BEGIN MATERIAL SHOWN

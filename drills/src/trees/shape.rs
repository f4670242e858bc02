//! Structural recursions: depth, equality, mirroring, path sums.

use super::{Tree, TreeNode};

pub fn max_depth(tree: &Tree) -> usize {
    tree.as_deref()
        .map_or(0, |n| 1 + max_depth(&n.left).max(max_depth(&n.right)))
}

pub fn same_tree(a: &Tree, b: &Tree) -> bool {
    match (a.as_deref(), b.as_deref()) {
        (None, None) => true,
        (Some(x), Some(y)) => {
            x.val == y.val && same_tree(&x.left, &y.left) && same_tree(&x.right, &y.right)
        }
        _ => false,
    }
}

/// Mirror the tree in place.
pub fn invert(tree: &mut Tree) {
    if let Some(node) = tree {
        std::mem::swap(&mut node.left, &mut node.right);
        invert(&mut node.left);
        invert(&mut node.right);
    }
}

/// Whether some node of `root` roots a copy of `sub`. The empty tree is a
/// subtree of everything.
pub fn is_subtree(root: &Tree, sub: &Tree) -> bool {
    if sub.is_none() || same_tree(root, sub) {
        return true;
    }
    match root.as_deref() {
        Some(n) => is_subtree(&n.left, sub) || is_subtree(&n.right, sub),
        None => false,
    }
}

/// Largest sum along any node-to-node path; `None` for the empty tree.
///
/// Equations:
///   gain(n) = val(n) + max(0, gain(left), gain(right))
///   best    = max over n of val(n) + max(0, gain(left)) + max(0, gain(right))
pub fn max_path_sum(tree: &Tree) -> Option<i32> {
    fn gain(node: &TreeNode, best: &mut i32) -> i32 {
        let left = node.left.as_deref().map_or(0, |n| gain(n, best)).max(0);
        let right = node.right.as_deref().map_or(0, |n| gain(n, best)).max(0);
        *best = (*best).max(node.val.saturating_add(left).saturating_add(right));
        node.val.saturating_add(left.max(right))
    }

    let root = tree.as_deref()?;
    let mut best = i32::MIN;
    gain(root, &mut best);
    Some(best)
}

#[cfg(test)]
mod tests {
    use super::*;
    use crate::trees::from_level_order;

    #[test]
    fn depth_counts_nodes() {
        let tree = from_level_order(&[Some(3), Some(9), Some(20), None, None, Some(15), Some(7)]);
        assert_eq!(max_depth(&tree), 3);
        assert_eq!(max_depth(&None), 0);
    }

    #[test]
    fn path_through_root_or_not() {
        let tree = from_level_order(&[Some(-10), Some(9), Some(20), None, None, Some(15), Some(7)]);
        assert_eq!(max_path_sum(&tree), Some(42));
        assert_eq!(max_path_sum(&from_level_order(&[Some(-3)])), Some(-3));
        assert_eq!(max_path_sum(&None), None);
    }

    #[test]
    fn invert_twice_restores() {
        let original = from_level_order(&[Some(4), Some(2), Some(7), Some(1), Some(3)]);
        let mut tree = original.clone();
        invert(&mut tree);
        assert!(!same_tree(&tree, &original));
        invert(&mut tree);
        assert!(same_tree(&tree, &original));
    }
}
//! Matrix and grid exercises over row-major `Vec<Vec<T>>`.

pub mod in_place;
pub mod traversal;
pub mod word_search;

pub use in_place::{rotate, set_zeroes};
pub use traversal::spiral_order;
pub use word_search::word_search;

use crate::error::ShapeError;

/// `(rows, cols)` of a rectangular matrix.
pub(crate) fn dimensions<T>(matrix: &[Vec<T>]) -> Result<(usize, usize), ShapeError> {
    let cols = matrix.first().map_or(0, Vec::len);
    for (row, r) in matrix.iter().enumerate() {
        if r.len() != cols {
            return Err(ShapeError::Ragged {
                row,
                found: r.len(),
                expected: cols,
            });
        }
    }
    Ok((matrix.len(), cols))
}

/// In-bounds 4-neighbours of `(r, c)`; rows may differ in length.
pub(crate) fn neighbours<T>(
    grid: &[Vec<T>],
    r: usize,
    c: usize,
) -> impl Iterator<Item = (usize, usize)> + '_ {
    const STEPS: [(isize, isize); 4] = [(1, 0), (-1, 0), (0, 1), (0, -1)];
    STEPS.iter().filter_map(move |&(dr, dc)| {
        let nr = r.checked_add_signed(dr)?;
        let nc = c.checked_add_signed(dc)?;
        (nc < grid.get(nr)?.len()).then_some((nr, nc))
    })
}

END MATERIAL SHOWN

Give back all of the entries exactly as written.

◆ EXERCISE ANSWER ◆
filename drills/src/trees/shape.rs
repository f4670242e858bc02
//! Structural recursions: depth, equality, mirroring, path sums.

use super::{Tree, TreeNode};

pub fn max_depth(tree: &Tree) -> usize {
    tree.as_deref()
        .map_or(0, |n| 1 + max_depth(&n.left).max(max_depth(&n.right)))
}

pub fn same_tree(a: &Tree, b: &Tree) -> bool {
    match (a.as_deref(), b.as_deref()) {
        (None, None) => true,
        (Some(x), Some(y)) => {
            x.val == y.val && same_tree(&x.left, &y.left) && same_tree(&x.right, &y.right)
        }
        _ => false,
    }
}

/// Mirror the tree in place.
pub fn invert(tree: &mut Tree) {
    if let Some(node) = tree {
        std::mem::swap(&mut node.left, &mut node.right);
        invert(&mut node.left);
        invert(&mut node.right);
    }
}

/// Whether some node of `root` roots a copy of `sub`. The empty tree is a
/// subtree of everything.
pub fn is_subtree(root: &Tree, sub: &Tree) -> bool {
    if sub.is_none() || same_tree(root, sub) {
        return true;
    }
    match root.as_deref() {
        Some(n) => is_subtree(&n.left, sub) || is_subtree(&n.right, sub),
        None => false,
    }
}

/// Largest sum along any node-to-node path; `None` for the empty tree.
///
/// Equations:
///   gain(n) = val(n) + max(0, gain(left), gain(right))
///   best    = max over n of val(n) + max(0, gain(left)) + max(0, gain(right))
pub fn max_path_sum(tree: &Tree) -> Option<i32> {
    fn gain(node: &TreeNode, best: &mut i32) -> i32 {
        let left = node.left.as_deref().map_or(0, |n| gain(n, best)).max(0);
        let right = node.right.as_deref().map_or(0, |n| gain(n, best)).max(0);
        *best = (*best).max(node.val.saturating_add(left).saturating_add(right));
        node.val.saturating_add(left.max(right))
    }

    let root = tree.as_deref()?;
    let mut best = i32::MIN;
    gain(root, &mut best);
    Some(best)
}

#[cfg(test)]
mod tests {
    use super::*;
    use crate::trees::from_level_order;

    #[test]
    fn depth_counts_nodes() {
        let tree = from_level_order(&[Some(3), Some(9), Some(20), None, None, Some(15), Some(7)]);
        assert_eq!(max_depth(&tree), 3);
        assert_eq!(max_depth(&None), 0);
    }

    #[test]
    fn path_through_root_or_not() {
        let tree = from_level_order(&[Some(-10), Some(9), Some(20), None, None, Some(15), Some(7)]);
        assert_eq!(max_path_sum(&tree), Some(42));
        assert_eq!(max_path_sum(&from_level_order(&[Some(-3)])), Some(-3));
        assert_eq!(max_path_sum(&None), None);
    }

    #[test]
    fn invert_twice_restores() {
        let original = from_level_order(&[Some(4), Some(2), Some(7), Some(1), Some(3)]);
        let mut tree = original.clone();
        invert(&mut tree);
        assert!(!same_tree(&tree, &original));
        invert(&mut tree);
        assert!(same_tree(&tree, &original));
    }
}
//! Matrix and grid exercises over row-major `Vec<Vec<T>>`.

pub mod in_place;
pub mod traversal;
pub mod word_search;

pub use in_place::{rotate, set_zeroes};
pub use traversal::spiral_order;
pub use word_search::word_search;

use crate::error::ShapeError;

/// `(rows, cols)` of a rectangular matrix.
pub(crate) fn dimensions<T>(matrix: &[Vec<T>]) -> Result<(usize, usize), ShapeError> {
    let cols = matrix.first().map_or(0, Vec::len);
    for (row, r) in matrix.iter().enumerate() {
        if r.len() != cols {
            return Err(ShapeError::Ragged {
                row,
                found: r.len(),
                expected: cols,
            });
        }
    }
    Ok((matrix.len(), cols))
}

/// In-bounds 4-neighbours of `(r, c)`; rows may differ in length.
pub(crate) fn neighbours<T>(
    grid: &[Vec<T>],
    r: usize,
    c: usize,
) -> impl Iterator<Item = (usize, usize)> + '_ {
    const STEPS: [(isize, isize); 4] = [(1, 0), (-1, 0), (0, 1), (0, -1)];
    STEPS.iter().filter_map(move |&(dr, dc)| {
        let nr = r.checked_add_signed(dr)?;
        let nc = c.checked_add_signed(dc)?;
        (nc < grid.get(nr)?.len()).then_some((nr, nc))
    })
}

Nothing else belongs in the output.